Task directions – The lines from the top of the records below through the one containing "for (i, raw)" are to be transcribed exactly, and nothing else is to be added.

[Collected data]
*** Block opens ***
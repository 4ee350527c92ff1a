//! Weather report parsing.

use std::path::Path;
use std::sync::OnceLock;

use regex::Regex;
use tracing::warn;

use torre_core::{TorreError, WeatherSample};

use super::{parse_hhmm, read_registry};

/// Report lines start with a clock time: `HH:MM <report text>`.
fn report_pattern() -> &'static Regex {
    static PATTERN: OnceLock<Regex> = OnceLock::new();
    PATTERN.get_or_init(|| Regex::new(r"^(\d{2}:\d{2}) (.*)$").unwrap())
}

/// Optional visibility group inside the report text: `VIS <km>KM`.
fn visibility_pattern() -> &'static Regex {
    static PATTERN: OnceLock<Regex> = OnceLock::new();
    PATTERN.get_or_init(|| Regex::new(r"VIS (\d+)KM").unwrap())
}

pub fn load_weather(path: &Path) -> Result<Vec<WeatherSample>, TorreError> {
    let text = read_registry(path)?;
    let mut samples: Vec<WeatherSample> = Vec::new();
    for (i, raw) in text.lines().enumerate() {
        let line = raw.trim();
        if line.is_empty() {
            continue;
        }
        let Some(captures) = report_pattern().captures(line) else {
            warn!(path = %path.display(), line = i + 1, "skipping weather line without a leading time");
            continue;
        };
        let Some(time) = parse_hhmm(&captures[1]) else {
            warn!(path = %path.display(), line = i + 1, "skipping weather line with an invalid time");
            continue;
        };
        let visibility_km = visibility_pattern()
            .captures(&captures[2])
            .and_then(|c| c[1].parse::<u32>().ok());
        samples.push(WeatherSample {
            time,
            visibility_km,
            raw: line.to_string(),
        });
    }
    Ok(samples)
}
// SPDX-License-Identifier: MPL-2.0
// This Source Code Form is subject to the terms of the Mozilla Public
// License, v. 2.0. If a copy of the MPL was not distributed with this
// file, You can obtain one at https://mozilla.org/MPL/2.0/.

//! Channel addressing within the universe.
//!
//! Channels are numbered from 1 on the wire. Channel `n` is stored in buffer
//! slot `n - 1`, so a full-universe packet's first byte is channel 1.

use std::ops::Range;

use crate::error::CommandError;

/// Number of channels in the universe.
pub const UNIVERSE_SIZE: usize = 512;

/// One full frame of channel values, slot 0 holding channel 1.
pub type Universe = [u8; UNIVERSE_SIZE];

/// A validated run of contiguous channels.
///
/// # Examples
///
/// ```
/// use udp2dmx::types::ChannelSpan;
///
/// let rgb = ChannelSpan::new(5, 3).unwrap();
/// assert_eq!(rgb.start(), 5);
/// assert_eq!(rgb.slots(), 4..7);
///
/// // Channel 511 has room for two slots, not three.
/// assert!(ChannelSpan::new(511, 2).is_ok());
/// assert!(ChannelSpan::new(511, 3).is_err());
/// ```
#[derive(Debug, Clone, Copy, PartialEq, Eq, Hash)]
pub struct ChannelSpan {
    start: u16,
    width: u16,
}

impl ChannelSpan {
    /// Validates that `width` slots starting at `channel` fit in the universe.
    ///
    /// # Errors
    ///
    /// Returns `CommandError::InvalidChannel` if `channel < 1`, `width` is
    /// zero, or the last slot lies past channel [`UNIVERSE_SIZE`].
    pub fn new(channel: i32, width: usize) -> Result<Self, CommandError> {
        let invalid = CommandError::InvalidChannel { channel, width };
        if channel < 1 || width == 0 || width > UNIVERSE_SIZE {
            return Err(invalid);
        }
        #[allow(clippy::cast_sign_loss)]
        let start = channel as usize;
        if start + width - 1 > UNIVERSE_SIZE {
            return Err(invalid);
        }
        #[allow(clippy::cast_possible_truncation)]
        let span = Self {
            start: start as u16,
            width: width as u16,
        };
        Ok(span)
    }

    /// A span covering the whole universe.
    #[must_use]
    #[allow(clippy::cast_possible_truncation)]
    pub const fn universe() -> Self {
        Self {
            start: 1,
            width: UNIVERSE_SIZE as u16,
        }
    }

    /// First channel number (1-based).
    #[must_use]
    pub const fn start(&self) -> u16 {
        self.start
    }

    /// Number of channels in the span.
    #[must_use]
    pub const fn width(&self) -> usize {
        self.width as usize
    }

    /// Buffer slot indices covered by the span.
    #[must_use]
    pub const fn slots(&self) -> Range<usize> {
        let first = self.start as usize - 1;
        first..first + self.width as usize
    }
}

/// Returns the buffer slot for a single channel, if it is addressable.
#[must_use]
pub fn slot_of(channel: u16) -> Option<usize> {
    let channel = usize::from(channel);
    (1..=UNIVERSE_SIZE).contains(&channel).then(|| channel - 1)
}
// SPDX-License-Identifier: MPL-2.0
// This Source Code Form is subject to the terms of the Mozilla Public
// License, v. 2.0. If a copy of the MPL was not distributed with this
// file, You can obtain one at https://mozilla.org/MPL/2.0/.

//! The assembled gateway.

use std::net::SocketAddr;
use std::sync::Arc;

use parking_lot::RwLock;

use crate::bus::{DmxOutput, MemoryOutput, SharedOutput, shared};
use crate::color_temp::{ColorTempSource, CtConfig};
use crate::command::CommandExecutor;
use crate::config::GatewayConfig;
use crate::engine::{FadeScheduler, FrameTransmitter, PeriodicTask};
use crate::error::Error;
use crate::protocol::{CommandIntake, StatsSnapshot, UdpServer};
use crate::state::ChannelStore;

/// Builder for [`Gateway`].
pub struct GatewayBuilder {
    config: GatewayConfig,
    output: Option<Box<dyn DmxOutput>>,
}

impl std::fmt::Debug for GatewayBuilder {
    fn fmt(&self, f: &mut std::fmt::Formatter<'_>) -> std::fmt::Result {
        f.debug_struct("GatewayBuilder")
            .field("config", &self.config)
            .field("has_output", &self.output.is_some())
            .finish()
    }
}

impl GatewayBuilder {
    /// Sets the bus output.
    ///
    /// Without one the gateway drives a [`MemoryOutput`].
    #[must_use]
    pub fn with_output(mut self, output: impl DmxOutput + 'static) -> Self {
        self.output = Some(Box::new(output));
        self
    }

    /// Validates the configuration and wires the components together.
    ///
    /// Nothing runs until [`Gateway::start`].
    ///
    /// # Errors
    ///
    /// Returns `Error::Config` if the configuration is invalid.
    pub fn build(self) -> Result<Gateway, Error> {
        self.config.validate()?;

        let output = self.output.unwrap_or_else(|| {
            tracing::warn!("No DMX output configured, frames stay in memory");
            Box::new(MemoryOutput::new())
        });

        let store = Arc::new(ChannelStore::with_timeouts(self.config.store_timeouts()));
        let color_temp = Arc::new(RwLock::new(self.config.ct_config()));
        let source: Arc<dyn ColorTempSource> = color_temp.clone();
        let executor = CommandExecutor::new(Arc::clone(&store), source);
        let intake = CommandIntake::new(executor.clone(), self.config.network.max_udp_buffer_size);
        let server = UdpServer::new(self.config.bind_addr(), intake);

        Ok(Gateway {
            config: self.config,
            store,
            color_temp,
            executor,
            output: shared(output),
            server,
            fade_task: None,
            transmit_task: None,
        })
    }
}

/// A running (or ready to run) UDP-to-DMX gateway.
///
/// Owns the channel store, the two periodic tasks and the UDP server.
///
/// # Examples
///
/// ```no_run
/// use udp2dmx::config::GatewayConfig;
/// use udp2dmx::gateway::Gateway;
///
/// #[tokio::main]
/// async fn main() -> udp2dmx::Result<()> {
///     let mut gateway = Gateway::builder(GatewayConfig::default()).build()?;
///     let addr = gateway.start().await?;
///     println!("listening on {addr}");
///
///     tokio::signal::ctrl_c().await?;
///     gateway.shutdown().await;
///     Ok(())
/// }
/// ```
pub struct Gateway {
    config: GatewayConfig,
    store: Arc<ChannelStore>,
    color_temp: Arc<RwLock<CtConfig>>,
    executor: CommandExecutor,
    output: SharedOutput,
    server: UdpServer,
    fade_task: Option<PeriodicTask>,
    transmit_task: Option<PeriodicTask>,
}

impl std::fmt::Debug for Gateway {
    fn fmt(&self, f: &mut std::fmt::Formatter<'_>) -> std::fmt::Result {
        f.debug_struct("Gateway")
            .field("config", &self.config)
            .field("server", &self.server)
            .field("fade_task", &self.fade_task)
            .field("transmit_task", &self.transmit_task)
            .finish_non_exhaustive()
    }
}

impl Gateway {
    /// Starts building a gateway from a configuration.
    #[must_use]
    pub fn builder(config: GatewayConfig) -> GatewayBuilder {
        GatewayBuilder { config, output: None }
    }

    /// Starts the periodic tasks and the UDP server.
    ///
    /// Returns the bound UDP address.
    ///
    /// # Errors
    ///
    /// Returns `Error::Io` if a task thread cannot be spawned or the socket
    /// cannot be bound. Tasks already started are stopped again.
    pub async fn start(&mut self) -> Result<SocketAddr, Error> {
        if self.fade_task.is_none() {
            let scheduler = FadeScheduler::new(Arc::clone(&self.store), Arc::clone(&self.output));
            self.fade_task = Some(scheduler.spawn(self.config.fade_interval())?);
        }
        if self.transmit_task.is_none() {
            let transmitter = FrameTransmitter::new(Arc::clone(&self.store), Arc::clone(&self.output));
            match transmitter.spawn(self.config.frame_interval()) {
                Ok(task) => self.transmit_task = Some(task),
                Err(e) => {
                    self.stop_tasks();
                    return Err(e.into());
                }
            }
        }

        match self.server.start().await {
            Ok(addr) => {
                tracing::info!(addr = %addr, "Gateway started");
                Ok(addr)
            }
            Err(e) => {
                self.stop_tasks();
                Err(e)
            }
        }
    }

    /// Stops the UDP server, then the fade scheduler, then the transmitter.
    pub async fn shutdown(&mut self) {
        self.server.stop().await;
        self.stop_tasks();
        tracing::info!("Gateway stopped");
    }

    fn stop_tasks(&mut self) {
        if let Some(mut task) = self.fade_task.take() {
            task.stop();
        }
        if let Some(mut task) = self.transmit_task.take() {
            task.stop();
        }
    }

    /// Returns whether the server and both tasks are running.
    #[must_use]
    pub fn is_running(&self) -> bool {
        self.server.is_running()
            && self.fade_task.as_ref().is_some_and(PeriodicTask::is_running)
            && self.transmit_task.as_ref().is_some_and(PeriodicTask::is_running)
    }

    /// Returns the bound UDP address while running.
    #[must_use]
    pub fn local_addr(&self) -> Option<SocketAddr> {
        self.server.local_addr()
    }

    /// Returns the configuration the gateway was built from.
    #[must_use]
    pub const fn config(&self) -> &GatewayConfig {
        &self.config
    }

    /// Returns the channel store.
    #[must_use]
    pub const fn store(&self) -> &Arc<ChannelStore> {
        &self.store
    }

    /// Returns the command executor, for commands that do not arrive over UDP.
    #[must_use]
    pub const fn executor(&self) -> &CommandExecutor {
        &self.executor
    }

    /// Copies the intake counters.
    #[must_use]
    pub fn stats(&self) -> StatsSnapshot {
        self.server.stats()
    }

    /// Zeroes the intake counters.
    pub fn reset_stats(&self) {
        self.server.reset_stats();
    }

    /// Returns the current color-temperature configuration.
    #[must_use]
    pub fn color_temperature(&self) -> CtConfig {
        self.color_temp.read().clone()
    }

    /// Replaces the color-temperature configuration.
    ///
    /// Takes effect for the next `L` command.
    pub fn replace_color_temperature(&self, config: CtConfig) {
        *self.color_temp.write() = config;
        tracing::info!("Color temperature configuration replaced");
    }
}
*** Block closes ***
Solution to this exercise –
repository 4ee350527c92ff1a
//! Weather report parsing.

use std::path::Path;
use std::sync::OnceLock;

use regex::Regex;
use tracing::warn;

use torre_core::{TorreError, WeatherSample};

use super::{parse_hhmm, read_registry};

/// Report lines start with a clock time: `HH:MM <report text>`.
fn report_pattern() -> &'static Regex {
    static PATTERN: OnceLock<Regex> = OnceLock::new();
    PATTERN.get_or_init(|| Regex::new(r"^(\d{2}:\d{2}) (.*)$").unwrap())
}

/// Optional visibility group inside the report text: `VIS <km>KM`.
fn visibility_pattern() -> &'static Regex {
    static PATTERN: OnceLock<Regex> = OnceLock::new();
    PATTERN.get_or_init(|| Regex::new(r"VIS (\d+)KM").unwrap())
}

pub fn load_weather(path: &Path) -> Result<Vec<WeatherSample>, TorreError> {
    let text = read_registry(path)?;
    let mut samples: Vec<WeatherSample> = Vec::new();
    for (i, raw) in text.lines().enumerate() {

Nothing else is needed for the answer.